BRIEF :: Within the material below, how many lines carry the word "instead"? Answer with a single number.

TASK DATA ::
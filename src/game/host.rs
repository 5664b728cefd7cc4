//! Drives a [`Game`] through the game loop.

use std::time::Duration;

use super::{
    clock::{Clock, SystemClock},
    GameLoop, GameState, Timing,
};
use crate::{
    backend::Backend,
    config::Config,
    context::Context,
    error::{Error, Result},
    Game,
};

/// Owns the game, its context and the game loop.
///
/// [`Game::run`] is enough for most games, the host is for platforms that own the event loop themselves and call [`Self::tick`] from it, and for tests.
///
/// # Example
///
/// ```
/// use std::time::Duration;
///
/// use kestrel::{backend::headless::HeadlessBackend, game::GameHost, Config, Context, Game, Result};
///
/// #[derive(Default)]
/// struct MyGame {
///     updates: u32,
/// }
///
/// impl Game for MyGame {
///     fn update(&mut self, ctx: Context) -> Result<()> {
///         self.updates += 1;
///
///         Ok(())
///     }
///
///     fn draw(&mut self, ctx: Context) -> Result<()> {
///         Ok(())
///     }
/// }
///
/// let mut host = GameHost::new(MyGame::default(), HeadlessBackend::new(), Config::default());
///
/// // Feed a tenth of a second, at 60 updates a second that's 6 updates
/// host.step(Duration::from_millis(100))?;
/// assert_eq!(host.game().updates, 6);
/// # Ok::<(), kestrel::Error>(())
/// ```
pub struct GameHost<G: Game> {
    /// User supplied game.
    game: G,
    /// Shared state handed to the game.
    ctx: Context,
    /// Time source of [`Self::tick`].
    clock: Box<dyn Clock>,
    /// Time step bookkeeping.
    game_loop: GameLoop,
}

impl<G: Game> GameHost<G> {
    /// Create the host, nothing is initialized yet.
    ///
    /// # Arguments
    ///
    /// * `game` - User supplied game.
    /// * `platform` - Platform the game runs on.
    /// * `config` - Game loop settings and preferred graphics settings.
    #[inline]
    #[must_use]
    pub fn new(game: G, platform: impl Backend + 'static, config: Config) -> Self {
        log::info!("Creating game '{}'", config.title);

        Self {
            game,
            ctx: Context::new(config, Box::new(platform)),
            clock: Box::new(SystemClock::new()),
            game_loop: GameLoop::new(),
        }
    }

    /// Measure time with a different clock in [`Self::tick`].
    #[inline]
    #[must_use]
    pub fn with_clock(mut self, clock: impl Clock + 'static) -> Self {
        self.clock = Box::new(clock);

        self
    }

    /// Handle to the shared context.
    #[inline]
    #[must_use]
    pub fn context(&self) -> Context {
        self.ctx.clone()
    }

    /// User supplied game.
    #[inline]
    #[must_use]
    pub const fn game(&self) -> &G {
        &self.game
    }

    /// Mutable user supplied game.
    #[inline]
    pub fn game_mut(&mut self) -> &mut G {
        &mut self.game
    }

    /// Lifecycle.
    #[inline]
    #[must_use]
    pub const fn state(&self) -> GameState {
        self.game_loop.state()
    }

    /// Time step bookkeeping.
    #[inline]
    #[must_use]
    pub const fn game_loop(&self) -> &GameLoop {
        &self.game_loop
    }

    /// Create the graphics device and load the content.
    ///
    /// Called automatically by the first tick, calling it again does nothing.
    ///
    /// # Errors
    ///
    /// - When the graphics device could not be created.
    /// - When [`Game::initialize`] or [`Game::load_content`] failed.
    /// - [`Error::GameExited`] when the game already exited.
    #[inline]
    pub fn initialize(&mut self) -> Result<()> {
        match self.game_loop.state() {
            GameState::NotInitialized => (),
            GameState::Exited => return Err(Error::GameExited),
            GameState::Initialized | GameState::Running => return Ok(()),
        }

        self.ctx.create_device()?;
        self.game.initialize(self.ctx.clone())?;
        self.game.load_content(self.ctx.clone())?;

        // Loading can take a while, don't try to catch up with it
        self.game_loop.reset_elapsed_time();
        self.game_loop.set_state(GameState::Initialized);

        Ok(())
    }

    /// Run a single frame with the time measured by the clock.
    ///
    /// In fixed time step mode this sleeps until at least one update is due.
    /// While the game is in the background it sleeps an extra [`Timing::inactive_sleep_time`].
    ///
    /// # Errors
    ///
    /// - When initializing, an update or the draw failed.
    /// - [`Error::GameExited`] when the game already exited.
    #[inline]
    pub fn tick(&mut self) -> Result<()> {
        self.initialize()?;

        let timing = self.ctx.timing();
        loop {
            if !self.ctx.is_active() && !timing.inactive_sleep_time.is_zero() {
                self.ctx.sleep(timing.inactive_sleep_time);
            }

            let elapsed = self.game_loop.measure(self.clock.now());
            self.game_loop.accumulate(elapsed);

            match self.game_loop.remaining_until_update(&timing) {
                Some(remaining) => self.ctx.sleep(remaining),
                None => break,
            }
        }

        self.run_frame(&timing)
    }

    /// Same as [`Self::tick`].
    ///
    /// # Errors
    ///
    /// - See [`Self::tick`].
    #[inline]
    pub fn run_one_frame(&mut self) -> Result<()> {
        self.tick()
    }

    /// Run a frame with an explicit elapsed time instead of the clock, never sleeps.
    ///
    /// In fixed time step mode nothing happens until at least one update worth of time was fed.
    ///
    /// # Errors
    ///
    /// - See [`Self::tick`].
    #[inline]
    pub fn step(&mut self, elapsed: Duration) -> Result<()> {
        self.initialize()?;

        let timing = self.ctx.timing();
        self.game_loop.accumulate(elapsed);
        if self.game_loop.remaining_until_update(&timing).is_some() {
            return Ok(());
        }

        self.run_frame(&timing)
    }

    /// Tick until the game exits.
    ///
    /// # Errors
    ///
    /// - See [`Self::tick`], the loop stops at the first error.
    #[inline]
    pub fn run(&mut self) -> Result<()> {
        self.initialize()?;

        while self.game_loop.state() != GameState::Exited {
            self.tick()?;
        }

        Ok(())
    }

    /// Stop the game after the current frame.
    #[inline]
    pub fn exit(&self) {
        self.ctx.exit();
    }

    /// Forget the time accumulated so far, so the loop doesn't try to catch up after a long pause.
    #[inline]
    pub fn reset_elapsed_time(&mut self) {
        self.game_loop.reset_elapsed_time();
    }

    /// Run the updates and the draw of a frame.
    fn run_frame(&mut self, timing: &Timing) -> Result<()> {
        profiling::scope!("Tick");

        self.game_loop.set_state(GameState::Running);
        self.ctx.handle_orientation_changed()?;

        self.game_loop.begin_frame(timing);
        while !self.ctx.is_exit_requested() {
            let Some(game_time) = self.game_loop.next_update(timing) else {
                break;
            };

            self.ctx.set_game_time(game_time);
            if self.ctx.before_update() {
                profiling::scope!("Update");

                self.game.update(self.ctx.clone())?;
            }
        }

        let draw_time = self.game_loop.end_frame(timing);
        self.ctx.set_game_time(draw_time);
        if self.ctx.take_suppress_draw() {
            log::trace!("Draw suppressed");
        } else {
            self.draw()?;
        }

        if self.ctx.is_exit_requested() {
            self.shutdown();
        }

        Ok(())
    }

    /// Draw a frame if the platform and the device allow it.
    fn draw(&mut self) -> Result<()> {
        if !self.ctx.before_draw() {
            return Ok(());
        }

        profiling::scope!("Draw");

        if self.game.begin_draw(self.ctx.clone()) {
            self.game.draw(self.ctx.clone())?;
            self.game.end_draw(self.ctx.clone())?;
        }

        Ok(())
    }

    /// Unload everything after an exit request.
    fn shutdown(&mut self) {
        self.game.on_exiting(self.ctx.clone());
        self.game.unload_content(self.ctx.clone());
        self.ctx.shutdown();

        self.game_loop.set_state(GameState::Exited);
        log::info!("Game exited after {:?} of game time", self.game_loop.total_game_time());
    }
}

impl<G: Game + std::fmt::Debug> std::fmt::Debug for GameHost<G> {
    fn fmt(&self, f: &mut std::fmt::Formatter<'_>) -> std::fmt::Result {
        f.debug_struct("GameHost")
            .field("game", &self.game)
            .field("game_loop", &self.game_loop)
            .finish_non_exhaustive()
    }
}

--

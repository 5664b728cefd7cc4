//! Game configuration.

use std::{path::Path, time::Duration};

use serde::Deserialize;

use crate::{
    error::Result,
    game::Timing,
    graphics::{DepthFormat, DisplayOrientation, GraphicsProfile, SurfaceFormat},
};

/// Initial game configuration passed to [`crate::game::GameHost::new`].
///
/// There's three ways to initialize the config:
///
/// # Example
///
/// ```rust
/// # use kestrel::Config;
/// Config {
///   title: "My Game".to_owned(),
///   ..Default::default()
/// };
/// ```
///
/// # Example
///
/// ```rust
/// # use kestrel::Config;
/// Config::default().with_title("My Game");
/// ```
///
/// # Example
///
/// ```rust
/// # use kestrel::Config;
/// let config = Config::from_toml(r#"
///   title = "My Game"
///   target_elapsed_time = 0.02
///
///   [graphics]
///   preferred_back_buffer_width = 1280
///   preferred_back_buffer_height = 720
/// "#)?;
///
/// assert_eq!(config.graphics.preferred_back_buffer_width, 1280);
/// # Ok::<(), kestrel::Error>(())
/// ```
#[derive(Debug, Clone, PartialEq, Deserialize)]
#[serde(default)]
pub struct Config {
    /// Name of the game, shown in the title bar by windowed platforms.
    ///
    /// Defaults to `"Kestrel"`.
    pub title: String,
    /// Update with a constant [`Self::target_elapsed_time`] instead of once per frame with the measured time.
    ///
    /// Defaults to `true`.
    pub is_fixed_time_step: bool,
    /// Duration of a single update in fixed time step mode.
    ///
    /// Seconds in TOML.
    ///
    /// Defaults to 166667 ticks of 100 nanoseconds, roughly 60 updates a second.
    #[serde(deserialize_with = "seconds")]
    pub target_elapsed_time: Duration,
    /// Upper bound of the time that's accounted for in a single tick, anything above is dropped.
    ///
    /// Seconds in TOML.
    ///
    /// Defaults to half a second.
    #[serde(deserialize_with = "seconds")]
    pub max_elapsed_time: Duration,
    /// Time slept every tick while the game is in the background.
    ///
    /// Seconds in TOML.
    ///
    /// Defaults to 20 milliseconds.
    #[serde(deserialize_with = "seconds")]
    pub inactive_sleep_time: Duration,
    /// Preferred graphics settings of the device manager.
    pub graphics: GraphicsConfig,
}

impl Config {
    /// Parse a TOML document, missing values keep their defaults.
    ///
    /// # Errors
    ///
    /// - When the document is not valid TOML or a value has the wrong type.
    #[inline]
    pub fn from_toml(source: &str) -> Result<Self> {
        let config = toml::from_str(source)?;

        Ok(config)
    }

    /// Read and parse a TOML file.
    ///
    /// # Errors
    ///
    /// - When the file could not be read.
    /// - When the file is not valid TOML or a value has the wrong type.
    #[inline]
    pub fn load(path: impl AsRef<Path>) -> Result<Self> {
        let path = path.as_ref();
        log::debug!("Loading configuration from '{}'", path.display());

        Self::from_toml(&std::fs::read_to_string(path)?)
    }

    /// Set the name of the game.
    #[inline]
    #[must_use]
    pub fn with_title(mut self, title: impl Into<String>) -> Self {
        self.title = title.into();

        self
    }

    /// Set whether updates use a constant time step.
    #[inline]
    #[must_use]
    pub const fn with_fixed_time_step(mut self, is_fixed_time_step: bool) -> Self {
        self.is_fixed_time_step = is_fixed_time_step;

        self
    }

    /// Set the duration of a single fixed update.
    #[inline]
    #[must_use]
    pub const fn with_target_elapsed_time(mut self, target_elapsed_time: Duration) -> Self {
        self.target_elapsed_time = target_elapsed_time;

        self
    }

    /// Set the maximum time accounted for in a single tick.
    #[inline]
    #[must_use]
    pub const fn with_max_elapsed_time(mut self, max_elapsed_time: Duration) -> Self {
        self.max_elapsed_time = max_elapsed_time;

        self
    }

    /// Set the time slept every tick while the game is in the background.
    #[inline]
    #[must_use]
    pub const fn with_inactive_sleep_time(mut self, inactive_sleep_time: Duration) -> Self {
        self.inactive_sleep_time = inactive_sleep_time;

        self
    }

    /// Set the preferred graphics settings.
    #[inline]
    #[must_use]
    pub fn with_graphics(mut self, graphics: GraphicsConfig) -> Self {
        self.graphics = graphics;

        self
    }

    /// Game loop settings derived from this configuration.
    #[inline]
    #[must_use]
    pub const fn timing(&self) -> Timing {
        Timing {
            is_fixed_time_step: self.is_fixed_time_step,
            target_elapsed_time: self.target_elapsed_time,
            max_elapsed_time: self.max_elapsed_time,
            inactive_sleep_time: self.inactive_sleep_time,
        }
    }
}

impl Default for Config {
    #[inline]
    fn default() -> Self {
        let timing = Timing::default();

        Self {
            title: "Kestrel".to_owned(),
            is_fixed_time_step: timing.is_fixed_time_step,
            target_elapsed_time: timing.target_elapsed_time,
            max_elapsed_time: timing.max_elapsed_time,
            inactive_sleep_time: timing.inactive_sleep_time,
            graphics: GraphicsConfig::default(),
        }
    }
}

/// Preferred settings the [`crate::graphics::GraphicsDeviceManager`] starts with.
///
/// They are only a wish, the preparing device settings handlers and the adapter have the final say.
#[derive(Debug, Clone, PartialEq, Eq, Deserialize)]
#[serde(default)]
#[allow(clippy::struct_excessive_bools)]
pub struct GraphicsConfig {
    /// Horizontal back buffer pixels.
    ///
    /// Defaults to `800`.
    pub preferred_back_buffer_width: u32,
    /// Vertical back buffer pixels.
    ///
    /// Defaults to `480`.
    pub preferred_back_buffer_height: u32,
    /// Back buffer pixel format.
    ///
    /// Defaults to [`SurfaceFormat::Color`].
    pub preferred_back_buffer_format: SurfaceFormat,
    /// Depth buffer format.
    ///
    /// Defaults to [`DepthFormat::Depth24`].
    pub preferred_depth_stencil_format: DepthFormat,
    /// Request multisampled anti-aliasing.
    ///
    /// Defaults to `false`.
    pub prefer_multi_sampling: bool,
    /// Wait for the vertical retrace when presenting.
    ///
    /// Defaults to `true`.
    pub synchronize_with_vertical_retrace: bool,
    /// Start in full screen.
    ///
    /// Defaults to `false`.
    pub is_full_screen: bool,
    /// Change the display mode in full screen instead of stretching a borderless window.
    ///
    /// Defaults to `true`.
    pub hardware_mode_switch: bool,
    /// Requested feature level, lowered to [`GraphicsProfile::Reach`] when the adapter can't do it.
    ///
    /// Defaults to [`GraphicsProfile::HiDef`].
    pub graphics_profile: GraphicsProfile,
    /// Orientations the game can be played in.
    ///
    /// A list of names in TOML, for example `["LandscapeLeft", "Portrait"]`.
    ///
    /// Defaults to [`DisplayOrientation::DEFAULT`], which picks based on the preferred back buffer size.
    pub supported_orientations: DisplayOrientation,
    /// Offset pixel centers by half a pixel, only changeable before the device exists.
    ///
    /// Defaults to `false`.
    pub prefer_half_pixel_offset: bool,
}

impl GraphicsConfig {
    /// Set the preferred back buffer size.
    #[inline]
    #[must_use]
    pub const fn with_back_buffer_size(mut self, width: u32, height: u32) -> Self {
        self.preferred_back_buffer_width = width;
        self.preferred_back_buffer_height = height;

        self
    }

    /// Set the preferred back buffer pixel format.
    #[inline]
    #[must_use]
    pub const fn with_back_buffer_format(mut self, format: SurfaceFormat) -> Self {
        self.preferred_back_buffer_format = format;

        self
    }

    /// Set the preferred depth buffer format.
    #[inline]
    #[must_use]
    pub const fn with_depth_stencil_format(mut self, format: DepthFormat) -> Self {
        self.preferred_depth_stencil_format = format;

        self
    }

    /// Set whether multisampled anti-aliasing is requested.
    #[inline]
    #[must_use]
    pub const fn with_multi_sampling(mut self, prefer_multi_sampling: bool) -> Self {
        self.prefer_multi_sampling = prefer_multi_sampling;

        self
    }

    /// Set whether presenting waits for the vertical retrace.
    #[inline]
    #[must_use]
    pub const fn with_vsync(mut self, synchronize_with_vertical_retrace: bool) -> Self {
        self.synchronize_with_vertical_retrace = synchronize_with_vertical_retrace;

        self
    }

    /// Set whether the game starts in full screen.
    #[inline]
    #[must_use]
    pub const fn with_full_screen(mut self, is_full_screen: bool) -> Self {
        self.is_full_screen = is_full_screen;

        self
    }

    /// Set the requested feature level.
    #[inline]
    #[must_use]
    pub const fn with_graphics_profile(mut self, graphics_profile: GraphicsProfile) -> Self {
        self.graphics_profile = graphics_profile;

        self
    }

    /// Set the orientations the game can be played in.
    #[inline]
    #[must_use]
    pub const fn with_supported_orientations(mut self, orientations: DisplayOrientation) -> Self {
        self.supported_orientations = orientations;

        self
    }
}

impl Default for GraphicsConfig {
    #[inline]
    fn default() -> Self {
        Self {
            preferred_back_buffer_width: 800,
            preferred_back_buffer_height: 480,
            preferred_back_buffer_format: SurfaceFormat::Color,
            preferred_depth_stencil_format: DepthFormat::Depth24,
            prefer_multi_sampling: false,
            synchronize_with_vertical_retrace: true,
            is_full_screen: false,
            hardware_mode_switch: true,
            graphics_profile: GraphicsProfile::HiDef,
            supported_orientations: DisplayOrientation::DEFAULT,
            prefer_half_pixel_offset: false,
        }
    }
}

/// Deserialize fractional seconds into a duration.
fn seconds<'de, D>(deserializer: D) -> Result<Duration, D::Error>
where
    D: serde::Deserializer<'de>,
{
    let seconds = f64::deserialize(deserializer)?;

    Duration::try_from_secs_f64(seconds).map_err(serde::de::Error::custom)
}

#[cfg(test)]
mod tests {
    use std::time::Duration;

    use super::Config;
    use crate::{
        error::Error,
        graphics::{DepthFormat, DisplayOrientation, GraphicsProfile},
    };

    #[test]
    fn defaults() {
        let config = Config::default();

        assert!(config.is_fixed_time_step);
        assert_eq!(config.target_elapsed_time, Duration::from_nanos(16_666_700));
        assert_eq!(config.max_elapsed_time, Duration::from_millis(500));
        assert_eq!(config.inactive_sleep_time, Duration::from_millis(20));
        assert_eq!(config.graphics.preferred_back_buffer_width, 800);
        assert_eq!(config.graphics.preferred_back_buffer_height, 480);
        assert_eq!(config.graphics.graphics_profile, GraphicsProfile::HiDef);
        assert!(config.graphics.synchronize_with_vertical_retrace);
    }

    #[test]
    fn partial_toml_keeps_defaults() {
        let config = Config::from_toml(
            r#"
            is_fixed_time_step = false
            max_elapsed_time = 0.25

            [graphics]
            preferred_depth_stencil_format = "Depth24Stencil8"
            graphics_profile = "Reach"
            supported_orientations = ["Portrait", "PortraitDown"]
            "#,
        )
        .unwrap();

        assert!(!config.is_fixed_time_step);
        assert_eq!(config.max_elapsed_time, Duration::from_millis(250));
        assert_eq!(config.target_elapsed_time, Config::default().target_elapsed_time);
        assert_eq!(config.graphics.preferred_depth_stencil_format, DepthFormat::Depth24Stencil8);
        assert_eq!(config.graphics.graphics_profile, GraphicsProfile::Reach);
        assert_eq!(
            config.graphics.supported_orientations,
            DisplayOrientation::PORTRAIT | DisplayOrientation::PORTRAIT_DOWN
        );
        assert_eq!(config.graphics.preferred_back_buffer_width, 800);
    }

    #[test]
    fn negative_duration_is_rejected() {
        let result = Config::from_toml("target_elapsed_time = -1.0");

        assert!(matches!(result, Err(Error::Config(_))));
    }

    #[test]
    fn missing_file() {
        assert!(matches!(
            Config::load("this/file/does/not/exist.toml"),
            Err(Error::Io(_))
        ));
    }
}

OUTPUT FOR THIS EXERCISE :: 3